The two masks are also evident with the increased electoral activity from the present day would- be fascists. However, in contrast to the 1930s, the anti-capitalist rhetoric is not as obvious. Instead, they launch clear attacks on the elites which, like in the 1930s, encompasses the government parties, judges and journalists, but also left-wing groups, charities and NGOs.
Immature Fascism
While all the elements of a fascist movement are present, Irish fascism remains immature and relatively unorganised. We can see the immaturity in the tactical decisions made by the Coolock Says No group, mixing with loyalist and British fascist in Belfast in July, and then being thrown off an anti-immigrant protest back in Dublin the following week.
As horrifying as the violence of the riot in Dublin last November, and the Coolock protests in July, were they remain some way off from what a fully-fledged fascist movement needs. There is a qualitative change needed to go from these random violent outbursts to the organised and systematic violence of the blackshirts and the brownshirts. However, as highlighted above, Irish fascists are taking the first steps to organise such a paramilitary force.
A significant challenge for Irish fascism is whether they can coalesce into one party that can dominate the movement. We have seen an attempt at such a move with the National Alliance electoral pact between three small parties.

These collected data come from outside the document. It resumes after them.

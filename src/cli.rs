//! CLI argument parsing and command dispatch

use anyhow::Result;
use clap::{Parser, Subcommand};
use log::LevelFilter;

use crate::commands;

/// Specs Site - Build a static documentation site from versioned spec repos
#[derive(Parser, Debug)]
#[command(name = "specs-site")]
#[command(version, about, long_about = None)]
pub struct Cli {
    /// Subcommand to execute
    #[command(subcommand)]
    command: Commands,

    /// Colorize output (always, never, auto)
    #[arg(long, global = true, value_name = "WHEN", default_value = "auto")]
    color: String,

    /// Set log level (error, warn, info, debug, trace)
    #[arg(long, global = true, value_name = "LEVEL", default_value = "info")]
    log_level: String,
}

#[derive(Subcommand, Debug)]
enum Commands {
    /// Clone, build, and index every configured spec release
    Build(commands::build::BuildArgs),

    /// Validate a specs.yaml configuration file without building anything
    Validate(commands::validate::ValidateArgs),

    /// Generate shell completion scripts
    Completions(commands::completions::CompletionsArgs),
}

impl Cli {
    /// Execute the CLI command
    pub fn execute(self) -> Result<()> {
        init_logging(&self.log_level);

        match self.command {
            Commands::Build(args) => commands::build::execute(args, &self.color),
            Commands::Validate(args) => commands::validate::execute(args, &self.color),
            Commands::Completions(args) => commands::completions::execute(args),
        }
    }
}

fn init_logging(level: &str) {
    let filter = match level.to_lowercase().as_str() {
        "error" => LevelFilter::Error,
        "warn" => LevelFilter::Warn,
        "debug" => LevelFilter::Debug,
        "trace" => LevelFilter::Trace,
        _ => LevelFilter::Info,
    };
    // RUST_LOG still wins when set, matching env_logger conventions.
    env_logger::Builder::from_env(env_logger::Env::default().default_filter_or(filter.as_str()))
        .init();
}
//! # Default Stages
//!
//! One implementation of every [`StageKind`](crate::stage::StageKind):
//!
//! | Stage                  | Module       | Scope              |
//! |------------------------|--------------|--------------------|
//! | structure starts       | `structures` | per tile, parallel |
//! | structure references   | `structures` | per tile, parallel |
//! | biome assignment       | `shaping`    | per tile, parallel |
//! | noise shaping          | `shaping`    | per tile, parallel |
//! | surface decoration     | `shaping`    | per tile, parallel |
//! | cave carving           | `carving`    | per tile, parallel |
//! | liquid carving         | `carving`    | per tile, parallel |
//! | feature placement      | `features`   | whole grid         |
//!
//! Feature placement is the only stage that writes across tile seams, so it
//! runs sequentially over the grid.

mod carving;
mod features;
mod shaping;
mod structures;

use std::sync::Arc;

use rechunk_core::{Tile, TILE_SIZE};

use crate::stage::GenerationStage;

pub use carving::{CaveCarvingStage, LiquidCarvingStage};
pub use features::FeaturePlacementStage;
pub use shaping::{BiomeStage, NoiseStage, SurfaceStage};
pub use structures::{StructureReferencesStage, StructureStartsStage};

/// The default stage set, in pipeline order.
#[must_use]
pub fn default_stages() -> Vec<Arc<dyn GenerationStage>> {
    vec![
        Arc::new(StructureStartsStage),
        Arc::new(StructureReferencesStage),
        Arc::new(BiomeStage),
        Arc::new(NoiseStage),
        Arc::new(SurfaceStage),
        Arc::new(CaveCarvingStage),
        Arc::new(LiquidCarvingStage),
        Arc::new(FeaturePlacementStage),
    ]
}

/// Highest non-filler, non-liquid Y of a local column.
pub(crate) fn solid_top(tile: &Tile, lx: usize, lz: usize) -> Option<i32> {
    let mut y = tile.highest_non_filler(lx, lz)?;
    while y >= 0 {
        let voxel = tile.get_voxel(lx, y, lz);
        if !voxel.is_filler() && !voxel.is_liquid() {
            return Some(y);
        }
        y -= 1;
    }
    None
}

/// Absolute coordinates of every local column of `tile`.
pub(crate) fn columns(tile: &Tile) -> impl Iterator<Item = (usize, usize, i32, i32)> {
    let coord = tile.coord();
    (0..TILE_SIZE).flat_map(move |lz| {
        (0..TILE_SIZE).map(move |lx| {
            (
                lx,
                lz,
                coord.min_voxel_x() + lx as i32,
                coord.min_voxel_z() + lz as i32,
            )
        })
    })
}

It is of course possible (even likely) that such moves do not develop or deepen Irish fascism and fall apart due to infighting or an inability to bring in other fascist groups. However, the experience in Britain shows that at times fascists can join forces. For example, the National Front was formed in 1967, out of the old British Union of Fascist amalgamating with three other groups.
Not Inevitable
The other way that Irish fascism doesn’t develop is through concerted and consistent opposition by anti-fascists. Indeed, the only tactic that will stop them is not law and order clampdowns or liberal campaigns against disinformation or hoping that by ignoring them they will go away. Rather it is mobilising against them, giving confidence to the many who oppose them, and creating a political climate in which their vile racist and fascist ideas becomes unacceptable. We have plenty of examples of how previous generations were successful in stopping the rise of fascism – some of which we have covered on this site.
The rise of fascism is not inevitable – our class beat the fascists before and we can do it again now.